What the exercise asks ▸
Return each line of the entries that holds the string "json".

───── Task material

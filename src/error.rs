//! Error taxonomy for the wallet session core.
//!
//! Every failure a caller can observe maps to exactly one of these kinds so
//! presentation layers can show a stable message per kind. Validation errors
//! (`InvalidAmount`, `Busy`, `WrongNetwork`) are raised locally and never
//! reach the chain client.

use std::time::Duration;

use thiserror::Error;

use crate::networks::ChainId;

pub type Result<T, E = Error> = std::result::Result<T, E>;

#[derive(Debug, Clone, PartialEq, Eq, Error)]
pub enum Error {
    /// No wallet provider is reachable, or the wallet revoked access.
    #[error("wallet is unavailable")]
    WalletUnavailable,

    /// The user declined a wallet prompt.
    #[error("user rejected the wallet request")]
    UserRejected,

    /// The active chain is not accepted for the requesting surface.
    #[error("chain id {0} is not accepted for this surface")]
    WrongNetwork(ChainId),

    /// Local amount validation failed; the chain client was never contacted.
    #[error("invalid amount: {0}")]
    InvalidAmount(String),

    #[error("insufficient funds")]
    InsufficientFunds,

    /// The chain rejected the call or transaction.
    #[error("call reverted: {0}")]
    CallReverted(String),

    /// Confirmation wait exceeded the configured timeout. The underlying
    /// transaction may still confirm later.
    #[error("confirmation wait exceeded {0:?}")]
    Timeout(Duration),

    /// The wallet refused or failed the add-network request.
    #[error("wallet could not add the requested network")]
    NetworkAddFailed,

    /// Another operation is already in flight for this session.
    #[error("another operation is already in flight")]
    Busy,

    /// The wallet does not know the requested chain (the add-network
    /// fallback in `ChainClient::switch_network` handles this one).
    #[error("chain id {0} is not known to the wallet")]
    UnknownChain(ChainId),

    /// A deployment artifact could not be parsed or did not describe the
    /// requested method.
    #[error("invalid deployment artifact: {0}")]
    Artifact(String),

    /// Transport-level failure that fits no other kind.
    #[error("rpc failure: {0}")]
    Rpc(String),
}
//! Default change-context collector: staged changes read from the index with git2.

use git2::{Diff, DiffFormat, ErrorCode, Repository, Tree};
use tracing::debug;

use crate::context::{ChangeContext, ModuleMap, StagedFile};
use crate::error::ContextError;

/// Resolve the HEAD tree, distinguishing empty-repo errors from real failures.
///
/// Returns `Ok(None)` for repos with no commits (unborn branch / not found),
/// `Ok(Some(tree))` for repos with a valid HEAD, or `Err(ContextError::DiffFailed)`
/// for real errors (corrupt HEAD, permission issues, missing objects).
fn resolve_head_tree(repo: &Repository) -> Result<Option<Tree<'_>>, ContextError> {
    let head_ref = match repo.head() {
        Ok(r) => r,
        Err(e) if e.code() == ErrorCode::UnbornBranch || e.code() == ErrorCode::NotFound => {
            return Ok(None);
        }
        Err(e) => return Err(ContextError::DiffFailed(e)),
    };

    let tree = head_ref.peel_to_tree().map_err(ContextError::DiffFailed)?;
    Ok(Some(tree))
}

/// Diff between HEAD and the index: exactly what the next commit would record.
fn staged_diff(repo: &Repository) -> Result<Diff<'_>, ContextError> {
    let head_tree = resolve_head_tree(repo)?;
    repo.diff_tree_to_index(head_tree.as_ref(), None, None)
        .map_err(ContextError::DiffFailed)
}

/// Collect the staged files (with module ownership) and the staged diff.
///
/// Returns `ContextError::NoStagedFiles` when nothing is staged.
pub fn collect_staged(repo: &Repository, modules: &ModuleMap) -> Result<ChangeContext, ContextError> {
    let diff = staged_diff(repo)?;

    let mut paths = staged_paths(&diff);
    paths.sort();
    paths.dedup();

    if paths.is_empty() {
        return Err(ContextError::NoStagedFiles);
    }

    let staged_files = paths
        .into_iter()
        .map(|path| {
            let owners = modules.owners(&path);
            StagedFile::new(path, owners)
        })
        .collect::<Vec<_>>();

    let diff_text = render_patch(&diff)?;
    debug!(
        "Collected {} staged files, {} bytes of diff",
        staged_files.len(),
        diff_text.len()
    );

    Ok(ChangeContext::new(staged_files, diff_text))
}

/// Only the staged unified diff, for use alongside an external report.
pub fn staged_diff_text(repo: &Repository) -> Result<String, ContextError> {
    let diff = staged_diff(repo)?;
    render_patch(&diff)
}

/// Paths touched by a diff; renames report the new path.
fn staged_paths(diff: &Diff<'_>) -> Vec<String> {
    diff.deltas()
        .filter_map(|delta| {
            delta
                .new_file()
                .path()
                .or_else(|| delta.old_file().path())
                .map(|p| p.to_string_lossy().to_string())
        })
        .filter(|p| !p.is_empty())
        .collect()
}

/// Render a diff as unified patch text with origin markers.
fn render_patch(diff: &Diff<'_>) -> Result<String, ContextError> {
    let mut text = String::new();

    diff.print(DiffFormat::Patch, |_delta, _hunk, line| {
        let origin = line.origin();
        if origin == '+' || origin == '-' || origin == ' ' {
            text.push(origin);
        }
        text.push_str(&String::from_utf8_lossy(line.content()));
        true
    })
    .map_err(ContextError::DiffFailed)?;

    Ok(text)
}
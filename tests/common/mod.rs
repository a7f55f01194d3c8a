//! Shared test utilities for integration tests.
//!
//! Not all functions are used by every test file, but they're shared across tests.
#![allow(dead_code)]

use std::fs::{self, File};
use std::io::Write;
use std::path::{Path, PathBuf};

use git2::{Oid, Repository, Signature};
use tempfile::TempDir;

/// A clean message that passes every rule of the built-in contract.
pub const CLEAN_MESSAGE: &str = "feat(core): add lazy config loader\n\nLoading at startup slowed every command.";

/// Claude CLI JSON envelope around `result`, as `--output-format json` prints it.
pub fn cli_envelope(result: &str) -> String {
    serde_json::json!({
        "type": "result",
        "subtype": "success",
        "is_error": false,
        "result": result,
    })
    .to_string()
}

/// Write an executable shell script standing in for the Claude CLI.
///
/// The script answers `--version` itself; `body` handles generation calls.
pub fn create_fake_claude(dir: &Path, body: &str) -> PathBuf {
    let script_path = dir.join("fake_claude.sh");
    let script = format!(
        "#!/bin/sh\nif [ \"$1\" = \"--version\" ]; then echo '2.0.0 (Claude Code)'; exit 0; fi\n{}\n",
        body
    );

    let mut file = File::create(&script_path).expect("Failed to create fake claude script");
    file.write_all(script.as_bytes())
        .expect("Failed to write fake claude script");
    drop(file);

    #[cfg(unix)]
    {
        use std::os::unix::fs::PermissionsExt;
        let mut perms = fs::metadata(&script_path)
            .expect("Failed to get metadata")
            .permissions();
        perms.set_mode(0o755);
        fs::set_permissions(&script_path, perms).expect("Failed to set permissions");
    }

    script_path
}

/// Shell-quote `text` for use inside a generated script.
pub fn sh_quote(text: &str) -> String {
    format!("'{}'", text.replace('\'', r"'\''"))
}

/// A test git repository builder for integration tests.
pub struct TestRepo {
    pub dir: TempDir,
    pub repo: Repository,
}

impl TestRepo {
    /// Create a new empty git repository in a temp directory.
    pub fn new() -> Self {
        let dir = tempfile::tempdir().expect("Failed to create temp directory");
        let repo = Repository::init(dir.path()).expect("Failed to init git repo");
        Self { dir, repo }
    }

    /// Create a repository with one empty initial commit.
    pub fn with_initial_commit() -> Self {
        let test_repo = Self::new();
        test_repo.commit("chore: initial commit");
        test_repo
    }

    pub fn path(&self) -> &Path {
        self.dir.path()
    }

    /// Get the test signature for commits.
    fn signature(&self) -> Signature<'_> {
        Signature::now("Test User", "test@example.com").expect("Failed to create signature")
    }

    /// Write a file below the repository root, creating parent directories.
    pub fn write(&self, rel: &str, content: &str) {
        let full = self.dir.path().join(rel);
        if let Some(parent) = full.parent() {
            fs::create_dir_all(parent).expect("Failed to create parent directory");
        }
        fs::write(full, content).expect("Failed to write file");
    }

    /// Write a file and add it to the index.
    pub fn stage(&self, rel: &str, content: &str) {
        self.write(rel, content);
        let mut index = self.repo.index().expect("Failed to get index");
        index.add_path(Path::new(rel)).expect("Failed to add file");
        index.write().expect("Failed to write index");
    }

    /// Commit the current index. Returns the commit OID.
    pub fn commit(&self, message: &str) -> Oid {
        let sig = self.signature();

        let mut index = self.repo.index().expect("Failed to get index");
        let tree_id = index.write_tree().expect("Failed to write tree");
        let tree = self.repo.find_tree(tree_id).expect("Failed to find tree");

        // Get parent commit if exists
        let parent = self.repo.head().ok().and_then(|h| h.peel_to_commit().ok());
        let parents: Vec<&git2::Commit> = parent.iter().collect();

        self.repo
            .commit(Some("HEAD"), &sig, &sig, message, &tree, &parents)
            .expect("Failed to create commit")
    }

    /// Write `.scrivener/modules.toml`.
    pub fn module_map(&self, toml: &str) -> PathBuf {
        self.write(".scrivener/modules.toml", toml);
        self.dir.path().join(".scrivener/modules.toml")
    }
}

──────────

Answer for this exercise ▸
/// Claude CLI JSON envelope around `result`, as `--output-format json` prints it.
    serde_json::json!({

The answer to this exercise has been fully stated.